Merge pull request #114775 from ShaneBala-keyvault/master

PRMerger6 · web-flow · commit 00c86c3ab017 · 2020-05-11T13:04:54.000-07:00
updating based on github feedback
diff --git a/articles/key-vault/general/tutorial-python-windows-virtual-machine.md b/articles/key-vault/general/tutorial-python-windows-virtual-machine.md
@@ -2,14 +2,14 @@
 title: Tutorial - Use Azure Key Vault with a Windows virtual machine in Python | Microsoft Docs
 description: In this tutorial, you configure an ASP.NET core application to read a secret from your key vault.
 services: key-vault
-author: msmbaldwin
-manager: rajvijan
+author: ShaneBala-keyvault
+manager: ravijan
 
 ms.service: key-vault
 ms.subservice: general
 ms.topic: tutorial
-ms.date: 09/05/2018
-ms.author: mbaldwin
+ms.date: 05/11/2020
+ms.author: sudbalas
 ms.custom: mvc
 #Customer intent: As a developer I want to use Azure Key vault to store secrets for my app, so that they are kept secure.
 ---
@@ -149,7 +149,10 @@ The code presents a two-step process:
     # importing the requests library 
     import requests 
 
-    # Step 1: Fetch an access token from a Managed Identity enabled azure resource.      

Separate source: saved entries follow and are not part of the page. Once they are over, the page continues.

//! Unbound DNS resolver settings.
//!
//! Besides the field-level rules, the model refuses to enable Unbound on the
//! port Dnsmasq is already listening on, which is a rule spanning two
//! independently configured services.

use super::field::{ArrayField, ContainerField, RowId, ScalarField};
use super::model::Model;
use super::path::FieldPath;
use crate::config::document::ConfigDocument;
use crate::error::{ConfigError, Result};
use crate::validation::{UniqueConstraint, ValidationMessage, ValidationMessages};
use std::sync::Arc;

pub const UNBOUND_MOUNT: &str = "OPNsense.unboundplus";

/// Port Dnsmasq listens on when its section does not say otherwise.
pub const DNSMASQ_DEFAULT_PORT: &str = "53";

pub const PORT_CONFLICT_MESSAGE: &str =
    "Dnsmasq is still active on the same port. Disable it before enabling Unbound.";

const HOSTNAME_MASK: &str = r"^(\*|[a-zA-Z0-9_-]+)?$";

/// A host override as submitted by the caller.
#[derive(Debug, Clone, Default, PartialEq, Eq)]
pub struct HostOverride {
    pub hostname: String,
    pub domain: String,
    pub server: String,
    pub description: String,
}

#[derive(Debug, Clone)]
pub struct Unbound {
    root: ContainerField,
}

impl Unbound {
    /// Build the schema with defaults. Call [`Model::load`] to bind the
    /// current configuration.
    pub fn new() -> Result<Self> {
        let general = ContainerField::new()
            .with_child("enabled", ScalarField::boolean().with_default("0"))?
            .with_child("port", ScalarField::port().with_default("53").required(true))?
            .with_child("dnssec", ScalarField::boolean().with_default("0"))?
            .with_child("cache_size", ScalarField::integer(0, 1_048_576).with_default("0"))?;

        let host = ContainerField::new()
            .with_child("enabled", ScalarField::boolean().with_default("1"))?
            .with_child(
                "hostname",
                ScalarField::text().with_mask(HOSTNAME_MASK)?,
            )?
            .with_child("domain", ScalarField::text().required(true))?
            .with_child("server", ScalarField::network().required(true))?
            .with_child("description", ScalarField::text())?;

        let hosts = ArrayField::new(host).with_validator(Arc::new(
            UniqueConstraint::new("hostname")
                .with_add_fields(["domain"])
                .with_message("A host override for this hostname and domain already exists."),
        ));

        let root = ContainerField::new()
            .with_child("general", general)?
            .with_child("hosts", hosts)?;

        Ok(Self { root })
    }

    pub fn hosts(&self) -> Option<&ArrayField> {
        self.root.array(&FieldPath::parse("hosts"))
    }

    /// Append a host override row. The row is not validated here.
    pub fn add_host(&mut self, host: &HostOverride) -> Result<RowId> {
        let hosts = self
            .root
            .array_mut(&FieldPath::parse("hosts"))
            .ok_or_else(|| ConfigError::PathNotFound("hosts".to_string()))?;
        let id = hosts.add_row();
        if let Some(row) = hosts.row_mut(id.as_str()) {
            row.set_values([
                ("hostname", host.hostname.as_str()),
                ("domain", host.domain.as_str()),
                ("server", host.server.as_str()),
                ("description", host.description.as_str()),
            ])?;
        }
        Ok(id)
    }

    pub fn remove_host(&mut self, id: &str) -> bool {
        self.root
            .array_mut(&FieldPath::parse("hosts"))
            .and_then(|hosts| hosts.remove_row(id))
            .is_some()
    }

    fn is_enabled_in(value: Option<String>) -> bool {
        value.is_some_and(|v| !v.is_empty() && v != "0")
    }
}

impl Model for Unbound {
    fn mount(&self) -> &str {
        UNBOUND_MOUNT
    }

    fn root(&self) -> &ContainerField {
        &self.root
    }

    fn root_mut(&mut self) -> &mut ContainerField {
        &mut self.root
    }

    fn perform_validation(&self, config: &ConfigDocument, full_model: bool) -> Result<ValidationMessages> {
        let mut messages = self.base_validation(full_model)?;

        let enabled_path = FieldPath::parse("general.enabled");
        let port_path = FieldPath::parse("general.port");
        let enabled = self.root.scalar(&enabled_path);
        let port = self.root.scalar(&port_path);
        let (Some(enabled), Some(port)) = (enabled, port) else {
            return Ok(messages);
        };

        let dnsmasq_enabled = Self::is_enabled_in(config.get_str(&FieldPath::parse("dnsmasq.enable")));
        let dnsmasq_port = config
            .get_str(&FieldPath::parse("dnsmasq.port"))
            .filter(|p| !p.is_empty())
            .unwrap_or_else(|| DNSMASQ_DEFAULT_PORT.to_string());

        for (path, node) in [(&enabled_path, enabled), (&port_path, port)] {
            if !(full_model || node.is_field_changed()) {
                continue;
            }
            if enabled.get_value() == "1" && dnsmasq_enabled && port.get_value() == dnsmasq_port {
                messages.append_message(ValidationMessage::new(path.to_string(), PORT_CONFLICT_MESSAGE));
            }
        }

        Ok(messages)
    }
}

#[cfg(test)]
mod tests {
    use super::*;

    fn loaded(doc: &str) -> (Unbound, ConfigDocument) {
        let doc = ConfigDocument::from_yaml_str(doc).unwrap();
        let mut model = Unbound::new().unwrap();
        model.load(&doc).unwrap();
        (model, doc)
    }

    fn host(hostname: &str, domain: &str) -> HostOverride {
        HostOverride {
            hostname: hostname.to_string(),
            domain: domain.to_string(),
            server: "10.0.0.1".to_string(),
            description: String::new(),
        }
    }

    #[test]
    fn test_defaults_are_valid() {
        let (model, doc) = loaded("{}");
        assert!(model.perform_validation(&doc, true).unwrap().is_empty());
    }

    #[test]
    fn test_port_conflict_when_enabling() {
        let (mut model, doc) = loaded("dnsmasq:\n  enable: '1'\n");
        model.root_mut().set_value(&"general.enabled".into(), "1").unwrap();

        let messages = model.perform_validation(&doc, false).unwrap();
        let fields: Vec<_> = messages.iter().map(|m| m.field.as_str()).collect();
        assert_eq!(fields, vec!["general.enabled"]);
        assert_eq!(messages.iter().next().unwrap().message, PORT_CONFLICT_MESSAGE);
    }

    #[test]
    fn test_full_pass_reports_both_fields() {
        let (mut model, doc) = loaded("dnsmasq:\n  enable: '1'\n  port: '5353'\n");
        model.root_mut().set_value(&"general.enabled".into(), "1").unwrap();
        model.root_mut().set_value(&"general.port".into(), "5353").unwrap();

        assert_eq!(model.perform_validation(&doc, true).unwrap().len(), 2);
    }

    #[test]
    fn test_no_conflict_on_other_port_or_disabled_dnsmasq() {
        let (mut model, doc) = loaded("dnsmasq:\n  enable: '1'\n  port: '5353'\n");
        model.root_mut().set_value(&"general.enabled".into(), "1").unwrap();
        assert!(model.perform_validation(&doc, true).unwrap().is_empty());

        let (mut model, doc) = loaded("dnsmasq:\n  enable: '0'\n");
        model.root_mut().set_value(&"general.enabled".into(), "1").unwrap();
        assert!(model.perform_validation(&doc, true).unwrap().is_empty());
    }

    #[test]
    fn test_unchanged_conflict_ignored_in_partial_pass() {
        let doc = "dnsmasq:\n  enable: '1'\nOPNsense:\n  unboundplus:\n    general:\n      enabled: '1'\n";
        let (model, doc) = loaded(doc);
        assert!(model.perform_validation(&doc, false).unwrap().is_empty());
        assert_eq!(model.perform_validation(&doc, true).unwrap().len(), 2);
    }

    #[test]
    fn test_duplicate_host_override() {
        let (mut model, doc) = loaded("{}");
        model.add_host(&host("www", "example.com")).unwrap();
        let second = model.add_host(&host("www", "example.com")).unwrap();

        let messages = model.perform_validation(&doc, false).unwrap();
        assert_eq!(messages.len(), 1);
        assert_eq!(
            messages.iter().next().unwrap().field,
            format!("hosts.{}.hostname", second)
        );
    }

    #[test]
    fn test_wildcard_hosts_on_different_domains() {
        let (mut model, doc) = loaded("{}");
        model.add_host(&host("*", "a.example")).unwrap();
        model.add_host(&host("*", "b.example")).unwrap();
        model.add_host(&host("", "c.example")).unwrap();
        model.add_host(&host("", "c.example")).unwrap();
        assert!(model.perform_validation(&doc, false).unwrap().is_empty());
    }

    #[test]
    fn test_host_field_rules() {
        let (mut model, doc) = loaded("{}");
        let id = model
            .add_host(&HostOverride {
                hostname: "bad host".to_string(),
                domain: String::new(),
                server: "not-an-ip".to_string(),
                description: String::new(),
            })
            .unwrap();

        let messages = model.perform_validation(&doc, false).unwrap();
        let fields: Vec<_> = messages.iter().map(|m| m.field.clone()).collect();
        assert_eq!(
            fields,
            vec![
                format!("hosts.{}.hostname", id),
                format!("hosts.{}.domain", id),
                format!("hosts.{}.server", id),
            ]
        );
    }

    #[test]
    fn test_remove_host() {
        let (mut model, _doc) = loaded("{}");
        let id = model.add_host(&host("www", "example.com")).unwrap();
        assert!(model.remove_host(id.as_str()));
        assert!(!model.remove_host(id.as_str()));
        assert!(model.hosts().unwrap().is_empty());
    }
}
impl ArrayField {
    pub fn new(template: ContainerField) -> Self {
        Self {
            template,
            rows: IndexMap::new(),
            baseline: Vec::new(),
            validators: Vec::new(),
        }
    }

    pub fn with_validator(mut self, validator: SharedValidator) -> Self {
        self.validators.push(validator);
        self
    }

    pub fn template(&self) -> &ContainerField {
        &self.template
    }

    /// Append a row populated with the template defaults.
    pub fn add_row(&mut self) -> RowId {
        let mut id = RowId::generate();
        while self.rows.contains_key(&id) {
            id = RowId::generate();
        }
        self.rows.insert(id.clone(), self.template.clone());
        id
    }

    /// Append a row under a caller-chosen id (used when loading a document).
    ///
    /// # Errors
    /// Returns [`ConfigError::DuplicatePath`] if the id is taken, or
    /// [`ConfigError::Configuration`] if it is not a valid path segment.
    pub fn add_row_with_id(&mut self, id: impl Into<RowId>) -> Result<&mut ContainerField> {
        let id = id.into();
        if id.0.is_empty() || id.0.contains(super::path::PATH_SEPARATOR) {
            return Err(ConfigError::Configuration(format!("invalid row id '{}'", id)));
        }
        if self.rows.contains_key(&id) {
            return Err(ConfigError::DuplicatePath(id.0));
        }
        let row = self.template.clone();
        Ok(self.rows.entry(id).or_insert(row))
    }

    /// Remove a row, keeping the order of the remaining ones.
    pub fn remove_row(&mut self, id: &str) -> Option<ContainerField> {
        self.rows.shift_remove(id)
    }

    pub fn rows(&self) -> impl Iterator<Item = (&RowId, &ContainerField)> {
        self.rows.iter()
    }

    pub fn row(&self, id: &str) -> Option<&ContainerField> {
        self.rows.get(id)
    }

    pub fn row_mut(&mut self, id: &str) -> Option<&mut ContainerField> {
        self.rows.get_mut(id)
    }

    pub fn row_ids(&self) -> impl Iterator<Item = &RowId> {
        self.rows.keys()
    }

    pub fn len(&self) -> usize {
        self.rows.len()
    }

    pub fn is_empty(&self) -> bool {
        self.rows.is_empty()
    }

    pub(crate) fn clear(&mut self) {
        self.rows.clear();
    }

    /// Changed when rows were added, removed or reordered, or any row changed.
    pub fn is_field_changed(&self) -> bool {
        !self.rows.keys().eq(self.baseline.iter())
            || self.rows.values().any(ContainerField::is_field_changed)
    }

    /// Record the current row set as loaded, without touching row contents.
    pub(crate) fn mark_loaded(&mut self) {
        self.baseline = self.rows.keys().cloned().collect();
    }

    pub fn commit_baseline(&mut self) {
        for row in self.rows.values_mut() {
            row.commit_baseline();
        }
        self.mark_loaded();
    }

    pub fn validators(&self) -> Vec<SharedValidator> {
        self.validators.clone()
    }
}

/// One node of a model tree. The variant set is closed; all access goes
/// through exhaustive matches.
#[derive(Debug, Clone)]
pub enum FieldNode {
    Scalar(ScalarField),
    Container(ContainerField),
    Array(ArrayField),
}

impl FieldNode {
    pub fn as_node_ref(&self) -> NodeRef<'_> {
        match self {
            FieldNode::Scalar(scalar) => NodeRef::Scalar(scalar),
            FieldNode::Container(container) => NodeRef::Container(container),
            FieldNode::Array(array) => NodeRef::Array(array),
        }
    }

    pub fn as_node_mut(&mut self) -> NodeMut<'_> {
        match self {
            FieldNode::Scalar(scalar) => NodeMut::Scalar(scalar),
            FieldNode::Container(container) => NodeMut::Container(container),
            FieldNode::Array(array) => NodeMut::Array(array),
        }
    }

    pub fn is_field_changed(&self) -> bool {
        self.as_node_ref().is_field_changed()
    }

    pub fn commit_baseline(&mut self) {
        match self {
            FieldNode::Scalar(scalar) => scalar.commit_baseline(),
            FieldNode::Container(container) => container.commit_baseline(),
            FieldNode::Array(array) => array.commit_baseline(),
        }
    }
}

impl From<ScalarField> for FieldNode {
    fn from(field: ScalarField) -> Self {
        FieldNode::Scalar(field)
    }
}

impl From<ContainerField> for FieldNode {
    fn from(field: ContainerField) -> Self {
        FieldNode::Container(field)
    }
}

impl From<ArrayField> for FieldNode {
    fn from(field: ArrayField) -> Self {
        FieldNode::Array(field)
    }
}

/// Borrowed view of a resolved node. Array rows resolve to `Container`.
#[derive(Debug, Clone, Copy)]
pub enum NodeRef<'a> {
    Scalar(&'a ScalarField),
    Container(&'a ContainerField),
    Array(&'a ArrayField),
}

impl<'a> NodeRef<'a> {
    pub fn is_field_changed(&self) -> bool {
        match self {
            NodeRef::Scalar(scalar) => scalar.is_field_changed(),
            NodeRef::Container(container) => container.is_field_changed(),
            NodeRef::Array(array) => array.is_field_changed(),
        }
    }

    pub fn validators(&self) -> Vec<SharedValidator> {
        match self {
            NodeRef::Scalar(scalar) => scalar.validators(),
            NodeRef::Container(container) => container.validators(),
            NodeRef::Array(array) => array.validators(),
        }
    }
}

/// Mutable view of a resolved node.
#[derive(Debug)]
pub enum NodeMut<'a> {
    Scalar(&'a mut ScalarField),
    Container(&'a mut ContainerField),
    Array(&'a mut ArrayField),
}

+    # Step 1: Fetch an access token from a Managed Identity enabled azure resource.
+    # Resources with an MSI configured recieve an AAD access token by using the Azure Instance Metadata Service (IMDS)
+    # IMDS provides an endpoint accessible to all IaaS VMs using a non-routable well-known IP Address
+    # To learn more about IMDS and MSI Authentication see the following link: https://docs.microsoft.com/azure/virtual-machines/windows/instance-metadata-service
     # Note that the resource here is https://vault.azure.net for public cloud and api-version is 2018-02-01
     MSI_ENDPOINT = "http://169.254.169.254/metadata/identity/oauth2/token?api-version=2018-02-01&resource=https%3A%2F%2Fvault.azure.net"
     r = requests.get(MSI_ENDPOINT, headers = {"Metadata" : "true"}) 
@@ -159,7 +162,7 @@ The code presents a two-step process:
     data = r.json() 
     
     # Step 2: Pass the access_token received from previous HTTP GET call to your key vault.
-    KeyVaultURL = "https://prashanthwinvmvault.vault.azure.net/secrets/RandomSecret?api-version=2016-10-01"
+    KeyVaultURL = "https://{YOUR KEY VAULT NAME}.vault.azure.net/secrets/{YOUR SECRET NAME}?api-version=2016-10-01"
     kvSecret = requests.get(url = KeyVaultURL, headers = {"Authorization": "Bearer " + data["access_token"]})
     
     print(kvSecret.json()["value"])